Are there a lot of people on here that enjoy cleaning their shop? Not many if any. A lot of us can't afford a dust collection system or have no room to put one, some of us can't even bend down to pick up scrap, like myself I really hate pushing a broom and most time I have so many projects going at once I don't have the time so our shops become what my wife calls "a Maelstrom of Dust". Sometimes when I finish for the day and take a shower, I cough up sawdust and I blow my nose, it comes out brown. I tried to wear a respirator and even the hospital masks but I can't work like that. Hell, at 76 I might as well die from sawdust rather than something that hurts.
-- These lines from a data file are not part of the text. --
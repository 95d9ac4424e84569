//! Quiz client module.
//!
//! Terminal client that plays quizzes against a quiz server.

mod client;
mod state;
mod terminal;
mod ui;

pub use client::run;
//! Main client UI renderer.

use ratatui::layout::Flex;
use ratatui::prelude::*;
use ratatui::widgets::{Block, Borders, Padding, Paragraph, Wrap};

use crate::client::state::{ClientApp, ClientState};

use super::{name_entry, quiz, quiz_select, results};

pub(super) const HEADER: &str = "QUIZDECK";

const CARD_WIDTH: u16 = 52;

/// Render the client UI based on current state.
pub fn render(frame: &mut Frame, app: &ClientApp) {
    let [main, status] =
        Layout::vertical([Constraint::Min(0), Constraint::Length(1)]).areas(frame.area());
    frame.render_widget(Block::default().bg(Color::Reset), frame.area());

    match &app.state {
        ClientState::Connecting => render_connecting(frame, main, app),
        ClientState::NameEntry { .. } => name_entry::render(frame, main, app),
        ClientState::QuizSelect { .. } => quiz_select::render(frame, main, app),
        ClientState::Quiz(attempt) => quiz::render(frame, main, attempt),
        ClientState::Results { .. } => results::render(frame, main, app),
        ClientState::Disconnected { message } => render_disconnected(frame, main, message),
    }

    render_status_bar(frame, status, app);
}

/// Draw `lines` in a bordered box centred in `area`.
pub(super) fn centered_card(frame: &mut Frame, area: Rect, title: &str, lines: Vec<Line>) {
    let height = (lines.len() as u16).saturating_add(4).min(area.height);
    let width = CARD_WIDTH.min(area.width);

    let [row] = Layout::vertical([Constraint::Length(height)])
        .flex(Flex::Center)
        .areas(area);
    let [card] = Layout::horizontal([Constraint::Length(width)])
        .flex(Flex::Center)
        .areas(row);

    let widget = Paragraph::new(lines)
        .alignment(Alignment::Center)
        .wrap(Wrap { trim: true })
        .block(
            Block::default()
                .borders(Borders::ALL)
                .border_style(Style::default().fg(Color::DarkGray))
                .title(format!(" {} ", title))
                .title_style(Style::default().fg(Color::Cyan).bold())
                .title_alignment(Alignment::Center)
                .padding(Padding::uniform(1)),
        );

    frame.render_widget(widget, card);
}

fn render_connecting(frame: &mut Frame, area: Rect, app: &ClientApp) {
    let lines = vec![Line::from(Span::styled(
        format!("Connecting to {}...", app.server_addr()),
        Style::default().fg(Color::Yellow),
    ))];

    centered_card(frame, area, HEADER, lines);
}

fn render_disconnected(frame: &mut Frame, area: Rect, message: &str) {
    let lines = vec![
        Line::from(Span::styled(message, Style::default().fg(Color::Red).bold())),
        Line::from(""),
        Line::from(Span::styled(
            "Press [Q] to exit",
            Style::default().fg(Color::DarkGray),
        )),
    ];

    centered_card(frame, area, HEADER, lines);
}

/// One line under every screen: where we are connected and as whom.
fn render_status_bar(frame: &mut Frame, area: Rect, app: &ClientApp) {
    let (label, color) = match &app.state {
        ClientState::Connecting => ("connecting", Color::Yellow),
        ClientState::NameEntry { .. } => ("joining", Color::Yellow),
        ClientState::QuizSelect { .. } => ("choosing", Color::Green),
        ClientState::Quiz(attempt) if attempt.submitted => ("scoring", Color::Yellow),
        ClientState::Quiz(_) => ("answering", Color::Green),
        ClientState::Results { .. } => ("results", Color::Green),
        ClientState::Disconnected { .. } => ("offline", Color::Red),
    };

    let mut spans = vec![
        Span::styled(
            format!(" {} ", label),
            Style::default().fg(Color::Black).bg(color),
        ),
        Span::styled(
            format!("  {}", app.server_addr()),
            Style::default().fg(Color::DarkGray),
        ),
    ];
    if let Some(username) = app.state.username().filter(|name| !name.is_empty()) {
        spans.push(Span::styled("  as ", Style::default().fg(Color::DarkGray)));
        spans.push(Span::styled(
            username.to_string(),
            Style::default().fg(Color::Green),
        ));
    }

    frame.render_widget(Paragraph::new(Line::from(spans)), area);
}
So here's my deal. I've had the same yard man for 6 years. He's here every other Tues and keep my yards mowed, trimmed, blown, driveways washed and will do about anything I ask him to do from plants shrubs to repairs on my greenhouse. Well, he has been in my shop plenty of times and the other day he asked if I could make his wife a bathroom towel cabinet. He asked how much and could he trade labor for it. I told him I'd be happy to make it with no charge. He then suggested he could clean my shop. Why didn't I think of that?

We talked and he said he always had some spare time and he could do a good job and keep it clean. We talked price and decided if he did it with his regular scheduled day after the yard work, he do it for $25. That an unbelievable $50 a month to not have to wade around in piles of shavings, scraps and dust. He's gonna shop vac most, blow some of shelves with the compressor, bag the trash and tote it out for the trash pick-up. Boy, am I gonna be in heaven. He'll be here this Tuesday and I'll be out of town but coming home I should have a surprise.

He needs the extra money for the family and I sure need the help in the shop. It's a "win-win" with me getting the best deal. If he really does a good job, I may bump the money up another $10 or $15. This guy is an illegal Mexican who has been here 8 years, speaks English pretty good, has 3 kids in public school who are bi-lingual and his wife is a maid. He gets no food stamps, rent subsidies, Medicaid and makes his own way without costing us a nickel. He really likes living here and his last 2 kids were born here so he has a legal anchor.

DID I GET A DEAL OR WHAT? Does this give any of y'all any ideas? Comments welcome but no preaching, please.


----------



## bigblockyeti (Sep 9, 2013)

If it's worth it to you, then it's a deal. You left out some key elements, such as the size of your shop and how long he's spending to complete the task.


----------



## ralbuck (Mar 12, 2012)

Many of the "illegals" are not any more ILLEGAL than the rest of us! They are just newer arrivals!!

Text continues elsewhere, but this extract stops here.